You don’t have to write 2000 pages about your world to make it convincing, either. “Raiders of the Lost Ark” – the gold standard for this kind of movie – clicked from the very first frame because it laid out a very consistent framework within which the characters and action could play out, and stuck to it. My very favorite moment in the film from that perspective is the scene where Karen Allen is held captive in the tent of the French archeologist who is collaborating with the Nazis. He tries to get her to divulge some information by getting her drunk, but, as we saw in an earlier scene where she drank a crew of burly Mongols under the table, this woman can hold her liquor. The audience is therefore led to believe she will turn the tables and make her escape. However, it turns out that they are drinking the Frenchman’s family-label wine. “I grew up on this stuff!” he exclaims, as Allen (and the audience) are wondering why he’s still on his feet. If that moment had passed without that line of explanation, the viewers would have felt confused, and, for some, the veil of fantasy would have been pierced. But Spielberg, Lucas and writer Lawrence Kasdan respected their audience enough to set them up with a delightfully-surprising twist. It is out of an accumulation of such wonderful moments that classics are made.
Over the years, successful fantasy films have displayed this same integrity and respect. “The Phantom,” “Rocketeer,” “The Shadow” and the 1999 version of “The Mummy” are all solidly in the genre of “Sky Captain and the World of Tomorrow,” and all, despite their flaws, are significantly more entertaining and substantial for the greater craft that went into their execution. Perhaps no heroic fantasy film strains the limits of how much backstory an audience will accept more than “The Adventures of Buckaroo Bonzai Across the 8th Dimension” (1984). There, the accumulation of fantastic invention is so dense and dazzling that the effect of its achievement is like the playing out of themes in a Bach fugue. By dint of a staggeringly great script, brilliant performance and flawless directing, “Buckaroo Bonzai” moves viewers right past the cheesy low-budget visuals and ridiculous complexity of its plot to a point of total immersion with the fantasy world. I dare anyone (except for the aliens, who were clearly not impressed) not to cheer at the end of it.

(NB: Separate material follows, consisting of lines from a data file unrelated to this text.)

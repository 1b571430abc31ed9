//! TOML-based configuration for the plugin host.
//!
//! Reads and writes [`PluginConfig`] to the platform-appropriate config file:
//! - Windows:  `%APPDATA%\WindowConfig\config.toml`
//! - Linux:    `~/.config/window-config/config.toml`
//! - macOS:    `~/Library/Application Support/WindowConfig/config.toml`
//!
//! Example file:
//!
//! ```toml
//! [settings]
//! resource_name = "WindowConfig.settings.toml"
//! # defaults_path = "/abs/path/override.toml"
//!
//! [host]
//! poll_interval_ms = 500
//! log_level = "info"
//! ```
//!
//! Every field has a serde default, so a missing file, a missing section, or
//! a missing key all fall back to the values above.

use std::path::{Path, PathBuf};
use std::time::Duration;

use serde::{Deserialize, Serialize};
use thiserror::Error;

/// File name of the plugin configuration inside the config directory.
pub const CONFIG_FILE_NAME: &str = "config.toml";

/// Error type for configuration file operations.
#[derive(Debug, Error)]
pub enum ConfigError {
    /// The platform config directory could not be determined.
    #[error("could not determine platform config directory")]
    NoPlatformConfigDir,

    /// A file system I/O error occurred.
    #[error("I/O error accessing config at {path}: {source}")]
    Io {
        path: PathBuf,
        #[source]
        source: std::io::Error,
    },

    /// The TOML content could not be parsed.
    #[error("failed to parse config TOML: {0}")]
    Parse(#[from] toml::de::Error),

    /// The config could not be serialized to TOML.
    #[error("failed to serialize config: {0}")]
    Serialize(#[from] toml::ser::Error),
}

// ── Config schema types ───────────────────────────────────────────────────────

/// Top-level plugin configuration stored on disk.
#[derive(Debug, Clone, Default, Serialize, Deserialize, PartialEq)]
pub struct PluginConfig {
    #[serde(default)]
    pub settings: SettingsSection,
    #[serde(default)]
    pub host: HostSection,
}

/// Where the persisted defaults live.
#[derive(Debug, Clone, Serialize, Deserialize, PartialEq)]
pub struct SettingsSection {
    /// File name of the defaults resource, resolved beside `config.toml`.
    #[serde(default = "default_resource_name")]
    pub resource_name: String,
    /// Explicit path to the defaults file; wins over `resource_name`.
    #[serde(default, skip_serializing_if = "Option::is_none")]
    pub defaults_path: Option<PathBuf>,
}

/// Console host behaviour.
#[derive(Debug, Clone, Serialize, Deserialize, PartialEq)]
pub struct HostSection {
    /// How often the defaults file is checked for external edits.
    #[serde(default = "default_poll_interval_ms")]
    pub poll_interval_ms: u64,
    /// `tracing` log level: `"error"`, `"warn"`, `"info"`, `"debug"`, `"trace"`.
    #[serde(default = "default_log_level")]
    pub log_level: String,
}

// ── Default helpers ───────────────────────────────────────────────────────────

fn default_resource_name() -> String {
    "WindowConfig.settings.toml".to_string()
}
fn default_poll_interval_ms() -> u64 {
    500
}
fn default_log_level() -> String {
    "info".to_string()
}

impl Default for SettingsSection {
    fn default() -> Self {
        Self {
            resource_name: default_resource_name(),
            defaults_path: None,
        }
    }
}

impl Default for HostSection {
    fn default() -> Self {
        Self {
            poll_interval_ms: default_poll_interval_ms(),
            log_level: default_log_level(),
        }
    }
}

impl PluginConfig {
    /// Resolves the defaults file for a config that was loaded from
    /// `config_file`.
    ///
    /// An explicit `defaults_path` wins; otherwise `resource_name` is placed in
    /// the same directory as `config_file`.
    pub fn defaults_path(&self, config_file: &Path) -> PathBuf {
        if let Some(explicit) = &self.settings.defaults_path {
            return explicit.clone();
        }
        match config_file.parent() {
            Some(dir) => dir.join(&self.settings.resource_name),
            None => PathBuf::from(&self.settings.resource_name),
        }
    }

    /// Poll interval, clamped to at least one millisecond.
    pub fn poll_interval(&self) -> Duration {
        Duration::from_millis(self.host.poll_interval_ms.max(1))
    }
}

// ── Config repository ─────────────────────────────────────────────────────────

/// Determines the platform-appropriate directory for the config file.
///
/// # Errors
///
/// Returns [`ConfigError::NoPlatformConfigDir`] when the platform config base
/// directory cannot be determined from the environment.
pub fn config_dir() -> Result<PathBuf, ConfigError> {
    platform_config_dir().ok_or(ConfigError::NoPlatformConfigDir)
}

/// Resolves the full path to the config file.
///
/// # Errors
///
/// Returns [`ConfigError::NoPlatformConfigDir`] if the base directory cannot be
/// determined.
pub fn config_file_path() -> Result<PathBuf, ConfigError> {
    Ok(config_dir()?.join(CONFIG_FILE_NAME))
}

/// Loads [`PluginConfig`] from `path`, returning the defaults if the file
/// does not exist yet.
///
/// # Errors
///
/// Returns [`ConfigError::Io`] for file-system errors other than "not found",
/// and [`ConfigError::Parse`] if the TOML is malformed.
pub fn load_config_from(path: &Path) -> Result<PluginConfig, ConfigError> {
    match std::fs::read_to_string(path) {
        Ok(content) => Ok(toml::from_str(&content)?),
        Err(e) if e.kind() == std::io::ErrorKind::NotFound => Ok(PluginConfig::default()),
        Err(e) => Err(ConfigError::Io {
            path: path.to_path_buf(),
            source: e,
        }),
    }
}

/// Persists `config` to `path`, creating the parent directory if needed.
///
/// # Errors
///
/// Returns [`ConfigError::Io`] for file-system failures or
/// [`ConfigError::Serialize`] if serialization fails.
pub fn save_config_to(config: &PluginConfig, path: &Path) -> Result<(), ConfigError> {
    if let Some(dir) = path.parent() {
        std::fs::create_dir_all(dir).map_err(|source| ConfigError::Io {
            path: dir.to_path_buf(),
            source,
        })?;
    }

    let content = toml::to_string_pretty(config)?;
    std::fs::write(path, content).map_err(|source| ConfigError::Io {
        path: path.to_path_buf(),
        source,
    })
}

/// Resolves the platform config directory, including the plugin subdirectory.
fn platform_config_dir() -> Option<PathBuf> {
    #[cfg(target_os = "windows")]
    {
        std::env::var_os("APPDATA").map(|p| PathBuf::from(p).join("WindowConfig"))
    }

    #[cfg(target_os = "linux")]
    {
        // XDG_CONFIG_HOME or ~/.config
        let base = std::env::var_os("XDG_CONFIG_HOME")
            .map(PathBuf::from)
            .or_else(|| std::env::var_os("HOME").map(|h| PathBuf::from(h).join(".config")))?;
        Some(base.join("window-config"))
    }

    #[cfg(target_os = "macos")]
    {
        std::env::var_os("HOME").map(|h| {
            PathBuf::from(h)
                .join("Library")
                .join("Application Support")
                .join("WindowConfig")
        })
    }

    #[cfg(not(any(target_os = "windows", target_os = "linux", target_os = "macos")))]
    {
        None
    }
}

// ── Tests ─────────────────────────────────────────────────────────────────────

“Buckaroo Bonzai” and the other pulp-inspired movies of the past 25 years have proven that it’s possible to capture that thrilling vibe of yesteryear and get audiences to believe in (and care about) the most bizarro plots of pirates, aliens, reincarnated warlords, super-science, magic, mass hypnosis and whatever other whimsy crosses the writer’s mind, so long as it’s done with sufficient storytelling craft. Like “The Fifth Element,” another self-important spectacle brought down by inattention to the details of its own internal world, “Sky Captain” tries to bludgeon us into submission with visual shock and awe, but gets tripped up in its own tangle of foolish assumptions and poorly thought-through execution. Too bad. It coulda been a contender.